A muy pocos kilómetros de Tavertet se encuentra Cantonigròs, otro precioso y mínimo pueblo, pero que comparado con Tavertet parece una metrópoli. Aquí terminará la ruta cuando hayamos recorrido los senderos o coronado los más de 1.300 metros de la Sierra de Cabrera. En esta región no se puede llegar más cerca del cielo. En Cantonigròs nos esperan Ignasi Camps y Laia Cano. La pareja regenta el restaurante 'Ca l’Ignasi' desde hace 13 años. Él se encarga de poner Collsacabra en el plato mediante un arte culinario basado en el producto de proximidad y un fascinante horno de leña de suela giratoria. Ella atiende la sala y se encarga de llenar las copas con una esmerada y extensa carta de vinos naturales. La carta es contundente y sabrosa, el ingrediente principal de cada plato lleva el nombre y apellido de su productor.

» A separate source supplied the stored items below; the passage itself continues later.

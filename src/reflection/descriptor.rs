//! Property descriptors
//!
//! A descriptor is the reflection metadata for one field of a type: its
//! name, category, kind, placement and attribute flags.

use bitflags::bitflags;
use std::sync::Arc;

bitflags! {
    /// Attribute flags carried by a property descriptor.
    #[derive(Debug, Clone, Copy, PartialEq, Eq, Hash, Default)]
    pub struct PropertyFlags: u32 {
        /// Visible and editable in the inspector.
        const EDIT = 1 << 0;
        /// Visible but read-only.
        const EDIT_CONST = 1 << 1;
        /// Object references expand into the referenced object's properties.
        const EDIT_INLINE = 1 << 2;
        /// Inline expansion that additionally offers object selection.
        const EDIT_INLINE_USE = 1 << 3;
        /// Array length cannot be changed from the inspector.
        const EDIT_FIXED_SIZE = 1 << 4;
    }
}

/// Scalar value kinds and their storage encodings
#[derive(Debug, Clone, Copy, PartialEq, Eq, Hash)]
pub enum ScalarKind {
    /// One byte, zero or one
    Bool,
    /// Unsigned byte
    Byte,
    /// Signed 32-bit integer
    Int,
    /// 32-bit float
    Float,
}

impl ScalarKind {
    /// Storage size in bytes
    pub const fn size(self) -> usize {
        match self {
            ScalarKind::Bool | ScalarKind::Byte => 1,
            ScalarKind::Int | ScalarKind::Float => 4,
        }
    }
}

/// Closed set of property kinds
#[derive(Debug, Clone, PartialEq)]
pub enum PropertyKind {
    /// A single scalar value
    Scalar(ScalarKind),
    /// An aggregate laid out inline
    Struct {
        /// Name of the struct type in the registry
        type_name: String,
    },
    /// A dynamic array stored as an [`ArrayHeader`](crate::memory::ArrayHeader)
    Array {
        /// Descriptor of one element
        inner: Arc<PropertyDescriptor>,
    },
    /// Pointer to another reflectable object
    Object {
        /// Class every referenced object derives from
        class: String,
    },
    /// Interface pointer; the object address is stored first
    Interface {
        /// Interface class
        class: String,
    },
}

impl PropertyKind {
    /// Whether the value is a reference to another object
    pub fn is_reference(&self) -> bool {
        matches!(self, PropertyKind::Object { .. } | PropertyKind::Interface { .. })
    }

    /// Whether the value is a dynamic array
    pub fn is_dynamic_array(&self) -> bool {
        matches!(self, PropertyKind::Array { .. })
    }

    /// Struct type name, if this is a struct
    pub fn struct_name(&self) -> Option<&str> {
        match self {
            PropertyKind::Struct { type_name } => Some(type_name),
            _ => None,
        }
    }
}

/// Optional metadata attached to a property
#[derive(Debug, Clone, Default, PartialEq)]
pub struct PropertyMeta {
    /// Explicit position under script-defined ordering
    pub order_index: Option<i32>,
    /// Children of this property keep script-defined ordering
    pub force_script_order: bool,
    /// Upper bound on how many levels below this property are built
    pub max_depth: Option<u32>,
    /// Expand the whole subtree once it is built
    pub fully_expand: bool,
    /// Free-form help text for the host UI
    pub tooltip: Option<String>,
}

/// Reflection metadata for one field
#[derive(Debug, Clone, PartialEq)]
pub struct PropertyDescriptor {
    /// Field name
    pub name: String,
    /// Dotted category path, empty when uncategorized
    pub category: String,
    /// Value kind
    pub kind: PropertyKind,
    /// Byte offset from the start of the owning object or struct
    pub offset: usize,
    /// Size of one element in bytes
    pub element_size: usize,
    /// Number of inline elements; greater than one for static arrays
    pub array_dim: usize,
    /// Attribute flags
    pub flags: PropertyFlags,
    /// Metadata
    pub meta: PropertyMeta,
    /// Type that declares this property
    pub owner: String,
}

impl PropertyDescriptor {
    /// Whether this property is a fixed-size inline array
    #[inline]
    pub fn is_static_array(&self) -> bool {
        self.array_dim > 1
    }

    /// Total storage used by the property
    #[inline]
    pub fn total_size(&self) -> usize {
        self.element_size * self.array_dim.max(1)
    }

    /// Whether the property is shown in the inspector
    #[inline]
    pub fn is_editable(&self) -> bool {
        self.flags.contains(PropertyFlags::EDIT)
    }

    /// Whether object references should expand in place
    #[inline]
    pub fn is_edit_inline(&self) -> bool {
        self.kind.is_reference()
            && self
                .flags
                .intersects(PropertyFlags::EDIT_INLINE | PropertyFlags::EDIT_INLINE_USE)
    }

    /// Whether the property is a boolean
    #[inline]
    pub fn is_bool(&self) -> bool {
        self.kind == PropertyKind::Scalar(ScalarKind::Bool)
    }
}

Estamos en uno de los restaurantes pioneros del kilómetro cero en Cataluña y aquí se maneja un recetario ilustrado. Lo advierte una biblioteca con más de 2.000 raros volúmenes sobre cocina. Por cierto, desde hace muy poco, la noche antes de abandonar estas tierras y volver a nuestra casa, podremos tomar una copa de vino en la taberna que Laia e Ignasi acaban de inaugurar. Es un bar à vins rural, con una terraza desde la que se puede contemplar las estrellas que, desde aquí arriba, se ven mucho más grandes y brillantes.